The first 12 months were my honeymoon period.
I didn’t have much of an appetite and the weight went quite quickly.  I didn’t have a lot of head hunger and so I didn’t think about food all that often – in fact, I had alarms to remind me to have my breakfast and my lunch.  I drank my water and did my little exercise programme and everything was groovy.
I also read A LOT.  I read a lot about nutrition and about self-care and about how taking care of your body meant taking care of your mind.  And how journalling helped.  And that was cool.  I like journaling.  As you have probably worked out.  So that was the first 12 months.

Then we hit January 2017.  And I thought about what I wanted from the year.  Or rather what I didn’t want.

Number One.  I didn’t want a lot of loose skin.  But I also didn’t want to have to find $20,000 to get rid of it.  I was going to have to find a way to work it off.
But let’s be real kids.  I am a 42-year-old woman.  As much as I want to think and hope that my body is going to bounce back from years of abuse, we all know that I am fucking kidding myself.  Still, the old girl isn’t doing too bloody bad!

Number Two.  I wanted to continue to learn more about nutrition and to develop a plan that worked for the both of us.  A bit of scheduling, a bit of preparation on Sundays, lots of food for the week.  With the occasional piece of pizza and the odd doughnut thrown in.  And looking back, I think we have done this bloody well!!!

So I said I would blog about what I’ve learned, so here we go …

  1. I have to be a little selfish.  For me to make health and fitness a real part of my lifestyle, I had to prioritise those activities.  It is a balancing act, especially with a 9-5 job and a small business and dogs and a partner and a Netflix account but I have to get done the things that have to be done and then everything else around it.  That’s why we are at the gym at 5 am.  I will still be there if you need me but I have had it drummed into me … “you cannot pour from an empty cup”
  2. I need routine.  I make a plan for the week sticking to pretty standard gym times and meal times and the other things that we do individually and this allows me to plan ahead.  I also need that feeling of accomplishment – by sticking to the plan I made and the routine we devised.  I choose a time to plan how I will be awesome during the week – this is my date with myself, its Me Time.
  3. I can’t starve myself healthy.  I have to eat a little more – not necessarily all at once but spread throughout the day.  Weekdays I eat as soon as I get home from the gym and then every 3 or so hours.  For me, being healthy and improving my fitness happens mostly in the kitchen.
  4. I cannot out train non-nutritious food choices.  I absolutely cannot do enough squats to support eating 2 doughnuts a day.  Just kidding, I couldn’t manage two doughnuts a day – but you know where I am going with this right?
  5. Work on establishing healthy habits slowly.

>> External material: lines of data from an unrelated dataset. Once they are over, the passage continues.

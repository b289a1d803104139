//! API surface scanning over registered modules

use std::collections::HashSet;

use thiserror::Error;
use tracing::{debug, info};

use super::entry::ApiEntry;
use super::registry::{Attribute, ClassDef, MemberDef, ModuleCatalog, ModuleDef};
use super::signature::SignatureParser;

/// Private members that are still documented because classes express
/// behavior through them
pub const OPERATOR_HOOKS: [&str; 4] = ["__add__", "__sub__", "__mul__", "__repr__"];

#[derive(Debug, Error)]
pub enum ScanError {
    #[error("module '{0}' is not registered")]
    ModuleNotFound(String),
}

/// Produces [`ApiEntry`] records for every documented public member of a module
pub struct ApiSurfaceScanner<'a> {
    catalog: &'a ModuleCatalog,
}

impl<'a> ApiSurfaceScanner<'a> {
    pub fn new(catalog: &'a ModuleCatalog) -> Self {
        Self { catalog }
    }

    /// Scan a module by identifier
    pub fn scan(&self, module_name: &str) -> Result<Vec<ApiEntry>, ScanError> {
        let module = self
            .catalog
            .get(module_name)
            .ok_or_else(|| ScanError::ModuleNotFound(module_name.to_string()))?;

        let mut entries = Vec::new();

        for attr in module.attributes() {
            if is_private(attr.name()) {
                continue;
            }
            let Attribute::Class(class) = attr else {
                continue;
            };

            for member in resolve_members(module, class) {
                if let Some(entry) = document_member(class, member) {
                    push_entry(&mut entries, entry);
                }
            }
        }

        info!("Scanned module '{}': {} entries", module_name, entries.len());
        Ok(entries)
    }
}

fn is_private(name: &str) -> bool {
    name.starts_with('_')
}

fn document_member(class: &ClassDef, member: &MemberDef) -> Option<ApiEntry> {
    if is_private(&member.name) && !OPERATOR_HOOKS.contains(&member.name.as_str()) {
        return None;
    }
    if !member.kind.is_callable() {
        return None;
    }

    let doc = member.doc.as_deref().filter(|doc| !doc.trim().is_empty())?;
    let parsed = SignatureParser::parse(Some(doc));
    if !parsed.has_description() {
        debug!("Skipping {}.{}: no description", class.name, member.name);
        return None;
    }

    Some(ApiEntry {
        qualified_name: format!("{}.{}", class.name, member.name),
        description: parsed.description,
        parameters: parsed.parameters,
        return_type: parsed.return_type,
    })
}

/// Same qualified name replaces the earlier entry in place
fn push_entry(entries: &mut Vec<ApiEntry>, entry: ApiEntry) {
    match entries
        .iter_mut()
        .find(|e| e.qualified_name == entry.qualified_name)
    {
        Some(slot) => *slot = entry,
        None => entries.push(entry),
    }
}

/// Own members followed by inherited ones; own declarations shadow bases
fn resolve_members<'m>(module: &'m ModuleDef, class: &'m ClassDef) -> Vec<&'m MemberDef> {
    let mut members = Vec::new();
    let mut seen_names = HashSet::new();
    let mut visited = HashSet::new();
    collect_members(module, class, &mut members, &mut seen_names, &mut visited);
    members
}

fn collect_members<'m>(
    module: &'m ModuleDef,
    class: &'m ClassDef,
    members: &mut Vec<&'m MemberDef>,
    seen_names: &mut HashSet<&'m str>,
    visited: &mut HashSet<&'m str>,
) {
    if !visited.insert(class.name.as_str()) {
        return;
    }

    for member in &class.members {
        if seen_names.insert(member.name.as_str()) {
            members.push(member);
        }
    }

    for base in &class.bases {
        match module.find_class(base) {
            Some(base_class) => collect_members(module, base_class, members, seen_names, visited),
            None => debug!(
                "Base '{}' of '{}' is not declared in '{}'",
                base, class.name, module.name
            ),
        }
    }
}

Pick one and ace it – for example increasing water.
  6. Muscle doesn’t make you bulky, muscle makes you lean.  Teamed with number 3 above, its one of the things I am really really glad I understand.  With more muscle, my metabolism works better and I can burn more calories watching Outlander.  That’s a win if I ever wrote one.
  7. Your opinion of me is none of my business.  As much as hearing other people call me obsessive or selfish or up myself hurts my feelings, that’s your issue and not mine.  Rest assured your words do hurt so congratulations on that but those wounds don’t last forever.

If I could go back and talk to the girl who sat on the end of the bed in the Southern Cross Hospital wondering what on earth the next few years would be like, this is what I would tell her …

  • Invest in yourself. Be selfish with your time.
  • Use your honeymoon period wisely.  Be prepared for things to get rocky.
  • Find a nutritionist who understands that pizza is a food group, a trainer who appreciates you want to do a little running and a psychologist who knows you get a little fucking crazy. Regularly.
  • Be friends with people who will call you on your bullshit. Who will pick you up when you stumble. And who will celebrate your wins like monkeys with new bananas.
  • Focus on your sleep more than your steps. Take care of your skin.
  • Get as close to natural and real as possible – with your food, exercise … and social media.
  • Love yourself.  You are enough.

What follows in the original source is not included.